R.– Todo está conectado. En España no ha habido nunca un proceso de incorporación a una realidad ilustrada. España era una sociedad en la que siempre que hubo movimientos de reforma se impusieron movimientos de contrarreforma. Pienso en el humanismo renacentista, que se rompe con la expulsión de los judíos y de las minorías de la península ibérica. Pienso en la Ilustración de Jovellanos, Moratín y Goya, entre otros, que se rompe con Fernando VII. Pienso en el proceso de renovación que va de finales del XIX hasta la Guerra Civil, que se interrumpe con el franquismo. Y pienso en el proceso de modernización que se intentó tras la muerte de Franco y que llega hasta los años 80 y 90. España es una sociedad que nunca se incorporó a la modernidad ilustrada y de ahí buena parte de nuestra dificultad para hacer autocrítica.
P.– Sin olvidar el freno de mano de los nacionalismos, centrales y periféricos.
R.– Los elementos centrífugos a los que asistimos en nuestra sociedad también delatan el fracaso de la idea de Europa. El futuro de una sociedad como la española no era el hipernacionalismo español, sino Europa. Pero al no concretarse ese gran proyecto podemos decir que las piezas del puzle se han descompensado. Un reflejo que ha tenido sus temblores en todo el panorama político. De los ayuntamientos al Gobierno.
P.– ¿Qué responsabilidad tenemos como sociedad en esta deriva?
R.– El mayor problema no es de política, sino de ciudadanía. Padecemos una falta de altura y complejidad. El fracaso educativo no se puede adjudicar únicamente al sistema educativo, sino que buena parte de ese panorama espantoso es responsabilidad de la ciudadanía al completo.
P.– ¿Y los medios de comunicación, qué papel están jugando en todo esto?
R.– Están dentro de una gran crisis no sólo económica, sino de información y de proyecto. Han dejado de ser críticos y han caído muy mayoritariamente en el esquema oligárquico del que ya hemos hablado.
P.– Eso genera un bucle viciado, los ciudadanos cuestionan los medios y los medios no encuentran el sitio.
R.– Bueno, en esta situación juegan un papel fundamental las redes sociales. Éstas tienen su parte negativa como refugio de la calumnia, de la injuria y del gregarismo, pero también amplifican la libertad de expresión que no sólo es patrimonio de los medios de comunicación.
P.– ¿No pesa más que esa libertad de expresión la perversión de reemplazar la idea por el eslogan?
R.– Claro, también es así.
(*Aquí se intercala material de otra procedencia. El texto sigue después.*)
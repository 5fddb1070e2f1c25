//! sona-session
//!
//! The assessment session engine: an ordered queue of questionnaires, the
//! answers captured for each, score computation, and interpretation. State
//! is caller-owned — construct an [`AssessmentSession`], hand it to the
//! presentation layer, and persist scores through any
//! [`sona_storage::KeyValueStore`].
//!
//! The engine degrades silently rather than erroring: missing state
//! resolves to defaults or no-ops, matching its role behind an interactive
//! UI with no error channel of its own. Only persistence I/O is fallible.

pub mod error;
pub mod scoring;
pub mod session;

pub use error::SessionError;
pub use scoring::{NO_ANSWER, TREAT_ZERO_AS_UNANSWERED};
pub use session::{AssessmentSession, ResponseRecord, SCORES_KEY};
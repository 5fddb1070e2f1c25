use std::collections::HashSet;

use sona_core::models::{QuestionKind, UNEVALUATED_LABEL};
use sona_instruments::{all_questionnaires, categories, get_questionnaire};

#[test]
fn registry_finds_every_catalog_entry() {
    for questionnaire in all_questionnaires() {
        let found = get_questionnaire(&questionnaire.id)
            .unwrap_or_else(|| panic!("{} missing from registry", questionnaire.id));
        assert_eq!(found.name, questionnaire.name);
    }
    assert!(get_questionnaire("no-such-instrument").is_none());
}

#[test]
fn categories_group_the_expected_instruments() {
    let ids: Vec<&str> = categories().iter().map(|c| c.id).collect();
    assert_eq!(ids, ["anxiety", "depressive", "dissociation"]);

    let all: Vec<&str> = all_questionnaires().iter().map(|q| q.id.as_str()).collect();
    assert_eq!(all, ["gad-7", "spin", "bai", "phq-9", "bdi-ii", "des-ii"]);
}

#[test]
fn question_counts_match_the_instruments() {
    let counts = [
        ("gad-7", 7),
        ("spin", 17),
        ("bai", 21),
        ("phq-9", 9),
        ("bdi-ii", 0),
        ("des-ii", 28),
    ];
    for (id, expected) in counts {
        let q = get_questionnaire(id).unwrap();
        assert_eq!(q.questions.len(), expected, "{id}");
    }
}

#[test]
fn question_ids_are_unique_within_each_questionnaire() {
    for questionnaire in all_questionnaires() {
        let mut seen = HashSet::new();
        for question in &questionnaire.questions {
            assert!(
                seen.insert(&question.id),
                "{}: duplicate question id {}",
                questionnaire.id,
                question.id
            );
        }
    }
}

#[test]
fn des_ii_items_are_percentage_sliders() {
    let des = get_questionnaire("des-ii").unwrap();
    for question in &des.questions {
        match &question.kind {
            QuestionKind::Slider { scale, breakpoints } => {
                let scale = (*scale).expect("des-ii items carry their own range");
                assert_eq!((scale.min, scale.max), (0.0, 100.0));
                assert_eq!(*breakpoints, 10);
            }
            QuestionKind::MultipleChoice { .. } => {
                panic!("des-ii must contain only slider items")
            }
        }
    }
}

// Every integer score from 0 to the instrument's maximum must resolve to a
// real label. A gap in the band table is a catalog defect.
#[test]
fn bands_cover_the_full_score_range() {
    for questionnaire in all_questionnaires() {
        let Some(interpretation) = &questionnaire.interpretation else {
            continue;
        };
        let max = questionnaire.max_score();
        assert!(max > 0.0, "{}: empty score range", questionnaire.id);

        for score in 0..=(max as i64) {
            let label = interpretation.label_for(score as f64);
            assert_ne!(
                label, UNEVALUATED_LABEL,
                "{}: score {} has no band",
                questionnaire.id, score
            );
        }
    }
}

#[test]
fn available_responses_reflect_the_default_shape() {
    // Option-list instruments surface their labels.
    let gad7 = get_questionnaire("gad-7").unwrap();
    let responses = gad7.available_responses().unwrap();
    assert_eq!(responses.len(), 4);
    assert_eq!(responses[0], "Not at all");

    // Scale instruments surface split+1 tick labels.
    let des = get_questionnaire("des-ii").unwrap();
    let ticks = des.available_responses().unwrap();
    assert_eq!(ticks.len(), 11);
    assert_eq!(ticks[0], "0");
    assert_eq!(ticks[10], "100");

    // Instruments with neither surface nothing.
    let bdi = get_questionnaire("bdi-ii").unwrap();
    assert!(bdi.available_responses().is_none());
}
use std::collections::BTreeMap;
use std::path::{Path, PathBuf};

use crate::error::StorageError;
use crate::store::KeyValueStore;

/// Key-value store backed by one JSON object file on disk. Writes go to a
/// temp file first and are renamed into place, so readers never observe a
/// partial write.
pub struct FileStore {
    path: PathBuf,
}

impl FileStore {
    pub fn new(path: impl Into<PathBuf>) -> Self {
        Self { path: path.into() }
    }

    pub fn path(&self) -> &Path {
        &self.path
    }

    fn load_map(&self) -> Result<BTreeMap<String, String>, StorageError> {
        if !self.path.exists() {
            return Ok(BTreeMap::new());
        }
        let contents = std::fs::read_to_string(&self.path).map_err(|source| {
            StorageError::Read {
                path: self.path.display().to_string(),
                source,
            }
        })?;
        match serde_json::from_str(&contents) {
            Ok(map) => Ok(map),
            Err(err) => {
                // An unreadable store file is discarded rather than fatal;
                // the next set() writes a fresh one.
                tracing::warn!(path = %self.path.display(), %err, "discarding unparseable store file");
                Ok(BTreeMap::new())
            }
        }
    }
}

impl KeyValueStore for FileStore {
    fn get(&self, key: &str) -> Result<Option<String>, StorageError> {
        Ok(self.load_map()?.remove(key))
    }

    fn set(&mut self, key: &str, value: &str) -> Result<(), StorageError> {
        let mut map = self.load_map()?;
        map.insert(key.to_string(), value.to_string());

        if let Some(dir) = self.path.parent() {
            std::fs::create_dir_all(dir).map_err(|source| StorageError::Write {
                path: dir.display().to_string(),
                source,
            })?;
        }

        let json = serde_json::to_string_pretty(&map)?;
        let tmp_path = self.path.with_extension("json.tmp");
        std::fs::write(&tmp_path, json.as_bytes()).map_err(|source| StorageError::Write {
            path: tmp_path.display().to_string(),
            source,
        })?;
        std::fs::rename(&tmp_path, &self.path).map_err(|source| StorageError::Write {
            path: self.path.display().to_string(),
            source,
        })?;

        tracing::debug!(key, path = %self.path.display(), "store updated");
        Ok(())
    }
}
La sustitución del discurso argumentado por un tuit. Eso se avista muy bien en la Universidad, donde se da la misma situación de falta de exigencia que tiene la sociedad.
P.– ¿Qué espera de esta legislatura de Mariano Rajoy?
R.– No espero prácticamente nada. Intentará aplicar una serie de políticas muy antisociales y no creo que tenga la estabilidad necesaria para poder llevarlas a cabo. Lo hizo con la mayoría absoluta, pero confío en que en esta ocasión le resulte mucho más difícil. Viviremos otra especie de esperpento.
P.– En Europa crece la xenofobia, la imposibilidad de encontrar una salida al problema de los refugiados y aumenta también la involución ideológica. Ha irrumpido con fuerza una suerte de cerco de pureza de raza. ¿Hacia dónde vamos?
R.– Cuando hay un proyecto ilusionante empujado por una fuerza creativa se tiende a la generosidad. Cuando lo que tenemos es desconcierto y miedo se tiende al espíritu de la fortaleza. Y eso es a lo que estamos asistiendo. Es difícil especular hacia dónde vamos.
P.– ¿Y el triunfo de Trump en EEUU?
R.– Lo evidentemente negativo es que la elección de Trump puede ser la penúltima etapa en el retorno de los brujos del irracionalismo, con consecuencias imprevisibles. Un horizonte sombrío. Lo positivo es que pone de relieve la crisis de una forma de hacer política y de pensar la política totalmente obsoletas. Una posibilidad para rebelarse contra lo que significa Trump, pero también contra lo que significa Clinton.